• [PROBLEM STATEMENT]:
The lines below starting at the line containing "let rows_per_source = sources" and ending at the line containing "let summary = RunSummary" are to be repeated exactly, with both ends kept and nothing else added.

• [SOURCE INFORMATION]:
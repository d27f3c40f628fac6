//! Analysis pipeline.
//!
//! Coordinates one run:
//! 1. Read the optional source tables and league power sheet concurrently
//! 2. Ingest each table with its signability label
//! 3. Merge and deduplicate
//! 4. Coerce fields and annotate league multipliers
//! 5. Score every configured archetype

use std::path::{Path, PathBuf};

use chrono::Utc;
use thiserror::Error;
use tracing::{debug, info, warn};

use crate::calculate::{score_archetypes, Archetype};
use crate::coerce::clean_and_convert;
use crate::config::AppConfig;
use crate::ingest::{ingest_source, IngestError, SourceFormat};
use crate::leagues::{
    read_power_entries, LeagueNameFixes, LeaguePowerTable, LeagueTableError, PowerSheetFormat,
};
use crate::merge::merge_sources;
use crate::models::{AnalysisReport, RowSet, RunSummary, Signability};

/// Errors that stop a run. No partial report is produced.
#[derive(Debug, Error)]
pub enum PipelineError {
    #[error("Failed to read {}: {source}", path.display())]
    Io {
        path: PathBuf,
        #[source]
        source: std::io::Error,
    },

    #[error("Failed to ingest '{signability}' table: {source}")]
    Ingest {
        signability: Signability,
        #[source]
        source: IngestError,
    },

    #[error("League power sheet error: {0}")]
    LeagueTable(#[from] LeagueTableError),
}

/// Input files for a run. Every path is optional.
#[derive(Debug, Clone, Default)]
pub struct AnalysisInputs {
    pub transfer: Option<PathBuf>,
    pub loan: Option<PathBuf>,
    pub untransferable: Option<PathBuf>,

    /// CSV or spreadsheet with `League` and `Power Rating` columns
    pub multipliers: Option<PathBuf>,
}

impl AnalysisInputs {
    fn table_path(&self, signability: Signability) -> Option<&Path> {
        match signability {
            Signability::Transfer => self.transfer.as_deref(),
            Signability::Loan => self.loan.as_deref(),
            Signability::Untransferable => self.untransferable.as_deref(),
        }
    }
}

/// Runs the analysis pipeline with a fixed configuration.
pub struct Analyzer {
    config: AppConfig,
    fixes: LeagueNameFixes,
    archetypes: Vec<Archetype>,
}

impl Analyzer {
    pub fn new(config: AppConfig) -> Self {
        let fixes = config.name_fixes();
        let archetypes = config.selected_archetypes();
        Self {
            config,
            fixes,
            archetypes,
        }
    }

    pub fn config(&self) -> &AppConfig {
        &self.config
    }

    pub fn archetypes(&self) -> &[Archetype] {
        &self.archetypes
    }

    /// Read, ingest and score the given inputs.
    pub async fn run(&self, inputs: &AnalysisInputs) -> Result<AnalysisReport, PipelineError> {
        let (transfer, loan, untransferable, multipliers) = tokio::try_join!(
            read_optional(inputs.transfer.as_deref()),
            read_optional(inputs.loan.as_deref()),
            read_optional(inputs.untransferable.as_deref()),
            read_optional(inputs.multipliers.as_deref()),
        )?;

        let power = self.power_table(multipliers.as_deref(), inputs.multipliers.as_deref())?;

        let contents = [transfer, loan, untransferable];
        let mut sources = Vec::with_capacity(contents.len());
        for (signability, bytes) in Signability::ALL.into_iter().zip(contents) {
            let path = inputs.table_path(signability);
            let text = bytes.map(|bytes| decode_text(path, bytes));
            let rows = self.ingest(text.as_deref(), path, signability)?;
            sources.push((signability, rows));
        }

        Ok(self.analyze(sources, &power))
    }

    /// Ingest one source's text, picking the format from its path or content.
    pub fn ingest(
        &self,
        text: Option<&str>,
        path: Option<&Path>,
        signability: Signability,
    ) -> Result<RowSet, PipelineError> {
        let format = SourceFormat::detect(path, text.unwrap_or_default());
        ingest_source(text, format, signability, &self.fixes)
            .map_err(|source| PipelineError::Ingest {
                signability,
                source,
            })
    }

    /// Build the league power table from config entries and an optional
    /// sheet (CSV or spreadsheet, chosen from `path` or the content).
    /// Sheet entries override config entries for the same league.
    pub fn power_table(
        &self,
        sheet: Option<&[u8]>,
        path: Option<&Path>,
    ) -> Result<LeaguePowerTable, PipelineError> {
        let mut entries: Vec<(String, f64)> = self
            .config
            .leagues
            .power
            .iter()
            .map(|(league, power)| (league.clone(), *power))
            .collect();

        if let Some(sheet) = sheet.filter(|s| !s.iter().all(u8::is_ascii_whitespace)) {
            let from_sheet = match PowerSheetFormat::detect(path, sheet) {
                PowerSheetFormat::Workbook => {
                    read_power_entries(sheet, PowerSheetFormat::Workbook)?
                }
                PowerSheetFormat::Csv => {
                    let text = decode_text(path, sheet.to_vec());
                    read_power_entries(text.as_bytes(), PowerSheetFormat::Csv)?
                }
            };
            debug!("Loaded {} leagues from power sheet", from_sheet.len());
            entries.extend(from_sheet);
        }

        Ok(LeaguePowerTable::from_entries(
            entries,
            self.config.leagues.fallback_power,
            &self.fixes,
        ))
    }

    /// Merge, coerce and score already-ingested sources, in the given order.
    pub fn analyze(
        &self,
        sources: Vec<(Signability, RowSet)>,
        power: &LeaguePowerTable,
    ) -> AnalysisReport {
        let rows_per_source = sources
            .iter()
            .map(|(signability, rows)| (signability.label().to_string(), rows.len()))
            .collect();

        let merged = merge_sources(sources.into_iter().map(|(_, rows)| rows).collect());
        let rows_merged = merged.rows.len();

        let coerced = clean_and_convert(merged.rows, power, self.config.pipeline.min_minutes);

        let archetypes = score_archetypes(
            &coerced.rows,
            &self.archetypes,
            power.multiplier(None),
            self.config.pipeline.degenerate_percentile,
        );

        let summary = RunSummary {
            rows_per_source,
            rows_merged,
            duplicates_removed: merged.duplicates_removed,
            rows_below_minutes: coerced.below_minutes,
            rows_scored: coerced.rows.len(),
            archetypes_scored: archetypes.len(),
        };

        info!(
            "Analysis complete: {} rows scored across {} archetypes",
            summary.rows_scored, summary.archetypes_scored
        );

        AnalysisReport {
            generated_at: Utc::now(),
            summary,
            archetypes,
        }
    }
}

async fn read_optional(path: Option<&Path>) -> Result<Option<Vec<u8>>, PipelineError> {
    let Some(path) = path else {
        return Ok(None);
    };

    tokio::fs::read(path)
        .await
        .map(Some)
        .map_err(|source| PipelineError::Io {
            path: path.to_path_buf(),
            source,
        })
}

/// Decode file contents as UTF-8, replacing undecodable bytes rather than
/// failing the run.
fn decode_text(path: Option<&Path>, bytes: Vec<u8>) -> String {
    match String::from_utf8(bytes) {
        Ok(text) => text,
        Err(e) => {
            warn!(
                "{} is not valid UTF-8, undecodable bytes were replaced",
                path.map_or_else(|| "Input".to_string(), |p| p.display().to_string())
            );
            String::from_utf8_lossy(e.as_bytes()).into_owned()
        }
    }
}
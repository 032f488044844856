//! On-disk lookup cache keyed by package name
//!
//! Each package gets `<dir>/<encoded-name>.json` holding the last `ETag`
//! and the versions returned with it. Entries are also kept in memory so
//! repeated lookups within one process do not touch the disk.

use std::path::{Path, PathBuf};

use dashmap::DashMap;
use nodelift_core::error::LiftError;
use serde::{Deserialize, Serialize};
use tracing::{debug, warn};

use crate::api::VersionMap;
use crate::RegistryResult;

/// A stored lookup response
#[derive(Debug, Clone, PartialEq, Serialize, Deserialize)]
pub struct CachedLookup {
    #[serde(rename = "eTag")]
    pub e_tag: String,
    pub versions: VersionMap,
}

/// Lookup cache backed by a directory
#[derive(Debug)]
pub struct LookupCache {
    dir: PathBuf,
    entries: DashMap<String, CachedLookup>,
}

impl LookupCache {
    pub fn new(dir: impl Into<PathBuf>) -> Self {
        Self {
            dir: dir.into(),
            entries: DashMap::new(),
        }
    }

    pub fn dir(&self) -> &Path {
        &self.dir
    }

    /// File holding the cached lookup for a package
    pub fn path_for(&self, name: &str) -> PathBuf {
        self.dir.join(format!("{}.json", urlencoding::encode(name)))
    }

    /// Cached lookup, from memory or disk
    ///
    /// An unreadable or corrupt cache file counts as a miss.
    pub async fn get(&self, name: &str) -> Option<CachedLookup> {
        if let Some(entry) = self.entries.get(name) {
            return Some(entry.clone());
        }

        let path = self.path_for(name);
        let content = match tokio::fs::read(&path).await {
            Ok(content) => content,
            Err(e) if e.kind() == std::io::ErrorKind::NotFound => return None,
            Err(e) => {
                warn!("ignoring unreadable lookup cache {}: {}", path.display(), e);
                return None;
            },
        };

        match serde_json::from_slice::<CachedLookup>(&content) {
            Ok(entry) => {
                debug!("lookup cache hit for {} ({})", name, entry.e_tag);
                self.entries.insert(name.to_string(), entry.clone());
                Some(entry)
            },
            Err(e) => {
                warn!("ignoring corrupt lookup cache {}: {}", path.display(), e);
                None
            },
        }
    }

    /// Persist a lookup response
    pub async fn store(&self, name: &str, entry: CachedLookup) -> RegistryResult<()> {
        tokio::fs::create_dir_all(&self.dir)
            .await
            .map_err(|e| LiftError::io(format!("Failed to create {}", self.dir.display()), e))?;

        let path = self.path_for(name);
        let content = serde_json::to_vec(&entry).map_err(|e| LiftError::JsonParse {
            message: format!("Failed to serialize lookup cache: {}", e),
        })?;

        tokio::fs::write(&path, content)
            .await
            .map_err(|e| LiftError::io(format!("Failed to write {}", path.display()), e))?;

        self.entries.insert(name.to_string(), entry);
        Ok(())
    }

    /// Drop the in-memory copies; files stay on disk
    pub fn clear_memory(&self) {
        self.entries.clear();
    }

    pub fn len(&self) -> usize {
        self.entries.len()
    }

    pub fn is_empty(&self) -> bool {
        self.entries.is_empty()
    }
}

• [SOLUTION FOR THIS EXERCISE]:
        let rows_per_source = sources
            .iter()
            .map(|(signability, rows)| (signability.label().to_string(), rows.len()))
            .collect();

        let merged = merge_sources(sources.into_iter().map(|(_, rows)| rows).collect());
        let rows_merged = merged.rows.len();

        let coerced = clean_and_convert(merged.rows, power, self.config.pipeline.min_minutes);

        let archetypes = score_archetypes(
            &coerced.rows,
            &self.archetypes,
            power.multiplier(None),
            self.config.pipeline.degenerate_percentile,
        );

        let summary = RunSummary {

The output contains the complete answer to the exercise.